Sari foi condenada inicialmente a oito anos e seis meses de prisão. Em novembro de 2023, a pena foi reduzida para sete anos. Como cabem recursos à decisão, a ex-patroa continua em liberdade. No próximo dia 16, o Ministério Público de Pernambuco deverá se pronunciar sobre as responsabilidades penais da ex-patroa em relação à morte de Miguel. O posicionamento do MP é considerado importante pela acusação e defesa antes do veredito dos desembargadores do Tribunal de Justiça daquele Estado.

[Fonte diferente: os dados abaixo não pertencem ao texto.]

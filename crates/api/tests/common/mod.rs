#![allow(dead_code)]

use std::path::PathBuf;
use std::sync::Arc;

use axum::body::Body;
use axum::http::{Method, Request, Response};
use axum::Router;
use http_body_util::BodyExt;
use sqlx::PgPool;
use tower::ServiceExt;

use trinity_api::auth::jwt::{issue_access_token, JwtConfig};
use trinity_api::config::ServerConfig;
use trinity_api::middleware::access_log::AccessLogWriter;
use trinity_api::router::build_app_router;
use trinity_api::state::AppState;
use trinity_core::scan::TargetPolicy;
use trinity_db::models::user::{CreateUser, User};
use trinity_db::repositories::UserRepo;
use trinity_worker::{RunnerConfig, ScanRunner};

/// Build a test `ServerConfig` with safe defaults.
pub fn test_config() -> ServerConfig {
    ServerConfig {
        host: "127.0.0.1".to_string(),
        port: 0,
        cors_origins: vec!["http://localhost:5173".to_string()],
        request_timeout_secs: 30,
        jwt: JwtConfig {
            secret: "test-secret-not-for-production".to_string(),
            access_token_expiry_mins: 15,
            refresh_token_expiry_days: 7,
        },
        access_log_path: None,
        scan_targets: TargetPolicy::default(),
    }
}

/// Runner settings that never launch a real scanner.
pub fn dry_run_config() -> RunnerConfig {
    RunnerConfig {
        dry_run: true,
        sqlmap_path: PathBuf::from("/nonexistent/sqlmap.py"),
        ..RunnerConfig::default()
    }
}

/// Build the full application router with the production middleware stack.
pub fn build_test_app(pool: PgPool) -> Router {
    build_test_app_with(pool, test_config(), None)
}

/// Like [`build_test_app`] with an explicit config and optional access log.
pub fn build_test_app_with(
    pool: PgPool,
    config: ServerConfig,
    access_log: Option<Arc<AccessLogWriter>>,
) -> Router {
    let state = AppState {
        scan_runner: ScanRunner::new(pool.clone(), dry_run_config()),
        pool,
        config: Arc::new(config.clone()),
    };
    build_app_router(state, &config, access_log)
}

// ---------------------------------------------------------------------------
// Fixtures
// ---------------------------------------------------------------------------

/// Insert a user with the given role and return it with a valid access token.
///
/// The password hash is a placeholder; use the login endpoint only with
/// users created through `/auth/register`.
pub async fn create_user_with_token(pool: &PgPool, username: &str, role: &str) -> (User, String) {
    let user = UserRepo::create(
        pool,
        &CreateUser {
            username: username.to_string(),
            email: Some(format!("{username}@trinity.test")),
            password_hash: "not-a-real-hash".to_string(),
            role: role.to_string(),
            department_id: None,
        },
    )
    .await
    .expect("user creation should succeed");

    let token = issue_access_token(user.id, &user.username, &user.role, &test_config().jwt)
        .expect("token generation should succeed");
    (user, token)
}

// ---------------------------------------------------------------------------
// Request helpers
// ---------------------------------------------------------------------------

async fn send(
    app: Router,
    method: Method,
    uri: &str,
    token: Option<&str>,
    body: Option<serde_json::Value>,
) -> Response<Body> {
    let mut builder = Request::builder().method(method).uri(uri);
    if let Some(token) = token {
        builder = builder.header("Authorization", format!("Bearer {token}"));
    }
    let request = match body {
        Some(json) => builder
            .header("Content-Type", "application/json")
            .body(Body::from(json.to_string())),
        None => builder.body(Body::empty()),
    }
    .expect("request should build");

    app.oneshot(request).await.expect("request should complete")
}

pub async fn get(app: Router, uri: &str) -> Response<Body> {
    send(app, Method::GET, uri, None, None).await
}

pub async fn get_auth(app: Router, uri: &str, token: &str) -> Response<Body> {
    send(app, Method::GET, uri, Some(token), None).await
}

pub async fn post_json(app: Router, uri: &str, body: serde_json::Value) -> Response<Body> {
    send(app, Method::POST, uri, None, Some(body)).await
}

pub async fn post_json_auth(
    app: Router,
    uri: &str,
    body: serde_json::Value,
    token: &str,
) -> Response<Body> {
    send(app, Method::POST, uri, Some(token), Some(body)).await
}

pub async fn put_json_auth(
    app: Router,
    uri: &str,
    body: serde_json::Value,
    token: &str,
) -> Response<Body> {
    send(app, Method::PUT, uri, Some(token), Some(body)).await
}

pub async fn delete_auth(app: Router, uri: &str, token: &str) -> Response<Body> {
    send(app, Method::DELETE, uri, Some(token), None).await
}

/// Collect a response body and parse it as JSON.
pub async fn body_json(response: Response<Body>) -> serde_json::Value {
    let bytes = response
        .into_body()
        .collect()
        .await
        .expect("body should be readable")
        .to_bytes();
    serde_json::from_slice(&bytes).expect("body should be valid JSON")
}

‘Denúncia, resistência e memória’

No Instagram, Mirtes fez uma publicação afirmando que concluiu o TCC “não apenas como um requisito acadêmico, mas como um ato de denúncia, de resistência e de memória.” “Essa escrita não foi fácil. Finalizei esse trabalho às vésperas de completar cinco anos sem meu filho, com as emoções à flor da pele, cada linha escrita carregava uma lágrima de dor, de raiva, de revolta e do cansaço de tantas noites mal dormidas.” 

A ex-doméstica diz ainda que cursar direito nunca foi um sonho, mas uma necessidade. “Uma forma de buscar o conhecimento jurídico para me fortalecer e enfrentar de frente os inúmeros absurdos contra meu filho, contra mim, contra outras pessoas que, como nós, foram silenciadas ou ignoradas por esse sistema racista.”

Mirtes ainda acrescenta: “Trago nesse trabalho casos reais, dolorosos e revoltantes, como o de Madalena Gordiano - que viveu 40 anos em situação análoga à escravidão -, de Sônia Maria -  escravizada por por 37 anos por um desembargador de Santa Catarina- , o meu próprio caso, diante de tantos outros exemplos de mulheres pretas, trabalhadoras domésticas, submetidas ao trabalho análogo à escravidão, mulheres que têm seus direitos violados.” 

Por fim, a pernambucana diz: “Que esse trabalho seja mais que um título: que ele seja um instrumento de luta e justiça. Essa nota 10, não é só minha, é de todos e todas que de forma direta e indireta vem me fortalecendo nessa jornada. Essa foi apenas mais uma etapa concluída. Em breve tem mais.”